The key independent variable of interest in the analyses was the Medicaid payment rate. Rather than including a facility-level payment rate, which may be endogenous to a facility's quality level, the analysis uses the average rate for the state. If the state deals in aggregates (policing for bad homes aside), no individual home can affect the state's payment rate. Thus, to the individual home, the average state Medicaid rate is exogenous. There is considerable cross-state variation in the level of Medicaid payment. The mean Medicaid rate was $94.34 with Arkansas having the lowest payment rate at $61.98 and Alaska having the highest payment rate at $253.48. Importantly, the exclusion of those three states with the lowest and highest Medicaid payment rates did not qualitatively change the results presented below.

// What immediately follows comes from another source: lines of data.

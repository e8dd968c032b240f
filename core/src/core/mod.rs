pub mod cartridge;
pub mod console;
pub mod host;
pub mod timing;

pub use cartridge::{CartridgeInfo, ControllerFlags, Region};
pub use console::Console;
pub use host::{AudioSink, BatteryStore, Display, Host, HostInput, Overlay, PersistError};
pub use timing::{FrameGeometry, VideoTiming};
pub mod core;
pub mod input;
pub mod pacer;
pub mod session;

pub mod prelude {
    pub use crate::core::{
        AudioSink, BatteryStore, CartridgeInfo, Console, ControllerFlags, Display, Host, HostInput,
        Overlay, PersistError, Region, VideoTiming,
    };
    pub use crate::input::{Buttons, InputVector, RawInput, Slot, Stick};
    pub use crate::pacer::{Clock, ExitReason, LoopState, MainLoop, PacerOptions, SystemClock};
    pub use crate::session::{InputOptions, Session};
}
/// Television standard of a loaded cartridge.
///
/// Selects the frame rate and the number of active scanlines the video chip
/// produces, which in turn feeds the light-gun coordinate mapping.
#[derive(Clone, Copy, Debug, Default, PartialEq, Eq)]
pub enum Region {
    #[default]
    Ntsc,
    Pal,
}

impl Region {
    /// Native frame rate of the console in this region.
    pub fn frame_rate_hz(self) -> f64 {
        match self {
            Region::Ntsc => 60.0,
            Region::Pal => 50.0,
        }
    }
}

/// Controller capability bitmask for one port, as recorded in the
/// cartridge header or database.
#[derive(Clone, Copy, Debug, Default, PartialEq, Eq)]
pub struct ControllerFlags(pub u8);

impl ControllerFlags {
    pub const JOYSTICK: u8 = 0x01;
    pub const LIGHTGUN: u8 = 0x02;

    pub fn joystick() -> Self {
        Self(Self::JOYSTICK)
    }

    pub fn lightgun() -> Self {
        Self(Self::LIGHTGUN)
    }

    pub fn has_lightgun(self) -> bool {
        self.0 & Self::LIGHTGUN != 0
    }
}

/// Metadata describing the loaded cartridge that the input layer needs.
#[derive(Clone, Debug, PartialEq)]
pub struct CartridgeInfo {
    /// Title, for logging only.
    pub title: String,
    pub region: Region,
    /// Capabilities for ports 0 and 1.
    pub controllers: [ControllerFlags; 2],
    /// Twin-stick cartridge: port 1's directions also come from port 0's
    /// secondary stick.
    pub dual_analog: bool,
    /// Per-cartridge light-gun calibration in display-space pixels.
    pub crosshair_x: i32,
    pub crosshair_y: i32,
}

impl CartridgeInfo {
    pub fn new(title: impl Into<String>, region: Region) -> Self {
        Self {
            title: title.into(),
            region,
            controllers: [ControllerFlags::joystick(); 2],
            dual_analog: false,
            crosshair_x: 0,
            crosshair_y: 0,
        }
    }

    /// Light-gun support is keyed on port 0's capability flags only.
    pub fn lightgun(&self) -> bool {
        self.controllers[0].has_lightgun()
    }
}

impl Default for CartridgeInfo {
    fn default() -> Self {
        Self::new("", Region::Ntsc)
    }
}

A series of state-level dummy variables were also included to represent other aspects of Medicaid payment systems. States broadly employ one of four reimbursement methodologies—prospective, combination, flat rate, or a retrospective system of reimbursement. Additionally, states may employ a case-mix payment system or allow an upward adjustment in their prospective rates based upon cost information that becomes available during the rate period.

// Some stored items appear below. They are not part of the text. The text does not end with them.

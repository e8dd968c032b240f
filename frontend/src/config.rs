//! Persistent front-end settings, stored as TOML under the user's config
//! directory. A missing file means defaults; command-line flags override
//! whatever the file says.

use std::path::{Path, PathBuf};

use beamline_core::input::DisplayPolicy;
use beamline_core::pacer::PacerOptions;
use beamline_core::pacer::timer::{MIN_RATE_HZ, valid_rate};
use beamline_core::session::InputOptions;
use serde::{Deserialize, Serialize};

#[derive(Debug, thiserror::Error)]
pub enum ConfigError {
    #[error("failed to read {}: {source}", .path.display())]
    Read {
        path: PathBuf,
        source: std::io::Error,
    },
    #[error("invalid settings in {}: {source}", .path.display())]
    Parse {
        path: PathBuf,
        source: toml::de::Error,
    },
    #[error("invalid settings in {}: {message}", .path.display())]
    Invalid { path: PathBuf, message: String },
}

/// When the difficulty switch indicator is shown.
#[derive(Clone, Copy, Debug, Default, PartialEq, Eq, Serialize, Deserialize)]
#[serde(rename_all = "kebab-case")]
pub enum DifficultyDisplay {
    Never,
    #[default]
    WhenChanged,
    Always,
}

impl From<DifficultyDisplay> for DisplayPolicy {
    fn from(display: DifficultyDisplay) -> Self {
        match display {
            DifficultyDisplay::Never => DisplayPolicy::Never,
            DifficultyDisplay::WhenChanged => DisplayPolicy::WhenChanged,
            DifficultyDisplay::Always => DisplayPolicy::Always,
        }
    }
}

#[derive(Clone, Debug, PartialEq, Serialize, Deserialize)]
#[serde(default)]
pub struct Settings {
    /// Integer window scale of the emulated frame.
    pub scale: u32,
    pub swap_buttons: bool,
    pub difficulty_switches: bool,
    pub difficulty_display: DifficultyDisplay,
    pub lightgun_crosshair: bool,
    pub show_fps: bool,
    /// Tick rate override in Hz; 0 runs at the console's native rate.
    pub max_frame_rate: f64,
}

impl Default for Settings {
    fn default() -> Self {
        Self {
            scale: 3,
            swap_buttons: false,
            difficulty_switches: true,
            difficulty_display: DifficultyDisplay::WhenChanged,
            lightgun_crosshair: true,
            show_fps: false,
            max_frame_rate: 0.0,
        }
    }
}

impl Settings {
    /// `<config dir>/beamline/settings.toml`, if the platform has one.
    pub fn default_path() -> Option<PathBuf> {
        dirs::config_dir().map(|dir| dir.join("beamline").join("settings.toml"))
    }

    /// Load settings from `path`; a missing file yields the defaults.
    pub fn load(path: &Path) -> Result<Self, ConfigError> {
        let text = match std::fs::read_to_string(path) {
            Ok(text) => text,
            Err(e) if e.kind() == std::io::ErrorKind::NotFound => {
                log::debug!("no settings at {}, using defaults", path.display());
                return Ok(Self::default());
            }
            Err(source) => {
                return Err(ConfigError::Read {
                    path: path.to_path_buf(),
                    source,
                });
            }
        };
        let settings: Self = toml::from_str(&text).map_err(|source| ConfigError::Parse {
            path: path.to_path_buf(),
            source,
        })?;
        settings.validate().map_err(|message| ConfigError::Invalid {
            path: path.to_path_buf(),
            message,
        })?;
        Ok(settings)
    }

    /// Reject values the front end cannot run with.
    pub fn validate(&self) -> Result<(), String> {
        if self.max_frame_rate != 0.0 && !valid_rate(self.max_frame_rate) {
            return Err(format!(
                "max_frame_rate must be 0 or at least {MIN_RATE_HZ} Hz, got {}",
                self.max_frame_rate
            ));
        }
        Ok(())
    }

    pub fn input_options(&self) -> InputOptions {
        InputOptions {
            swap_buttons: self.swap_buttons,
            difficulty_switches: self.difficulty_switches,
            difficulty_display: self.difficulty_display.into(),
            lightgun_crosshair: self.lightgun_crosshair,
        }
    }

    pub fn pacer_options(&self) -> PacerOptions {
        PacerOptions {
            max_frame_rate: (self.max_frame_rate > 0.0).then_some(self.max_frame_rate),
            show_fps: self.show_fps,
        }
    }
}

In addition to the generosity and method of Medicaid payment, states may also differ in the degree of regulation present in their state system. In an effort to capture these differences, we obtained data from a 2000 survey conducted by Walshe and Harrington (2002) of state survey agencies responsible for the licensing and certification of facilities for participation in Medicaid and Medicare on behalf of CMS. We are grateful to Charlene Harrington for sharing these data with us. From these data, we created a measure of total state agency spending on regulation per nursing home bed within each state. For the nursing homes included in our analyses, the mean spending per bed was $220.23 with Alaska ($858.85), Delaware ($624.37), and California ($481.37) spending the most and Maryland ($97.29), West Virginia ($102.19), and Tennessee ($107.31) spending the least. Potential limitations of this measure are that some variation across states may be explained by differences in geography, economies of scale in larger states, and varying levels of regulatory efficiency. Nevertheless, the variation also likely represents differences across states in agency behavior, performance, and attitudes toward regulation (Walshe and Harrington 2002).

A series of facility- and market-level variables were included as controls in the regression analysis. Binary indicators were included for several facility-level factors including not-for-profit ownership, government ownership, chain ownership, and whether the facility was hospital-based. The total number of beds within the facility was also included in the model. The county was used to approximate the market for nursing home care within this study. The market-level variables included in this analysis were the median income of people living in the nursing home's county; the Health Care Financing Agency (HCFA)-area hospital wage index; the population of individuals over age 65 per square mile in the county; and a Herfindahl index of market concentration. A Herfindahl index is a measure that is negatively related to the competitiveness of a market. This index is constructed by summing the squared market shares (i.e., the proportion of residents in each home) for all facilities in the county. The index ranges from 0 to 1, with higher values signifying a higher concentration of residents.

The identification of excess demand conditions across nursing home markets is a critical issue toward testing the relationship between Medicaid payment and quality in the presence of CON and moratoria. The ideal measure of excess demand would be the number of Medicaid eligible individuals in a given market who cannot find an available bed due to a CON or moratorium law. However, this type of information is not typically available with facility-oriented data such as that employed in this and other economic analyses. The measure of market tightness used within the analysis is the number of open beds in the market divided by the number of noninstitutionalized elderly individuals over the age of 65 living in the county. A lagged measure of market tightness from the preceding year is employed because a contemporaneous measure may be endogenous to quality in those counties with fewer nursing facilities. The most restrictive markets are identified as those markets in the top quartile of the lagged measure (those markets with less than 4.61 open beds per 1,000 elderly age 65 and older). Thus, 4,389 homes (out of 17,380 homes nationally) were identified as being located in the most restrictive markets. Of these homes in restrictive markets, we had matched MDS quality information for 3,690 facilities. As a robustness check, a lagged measure of the number of empty beds per nursing home in the county generated similar results to the results presented below.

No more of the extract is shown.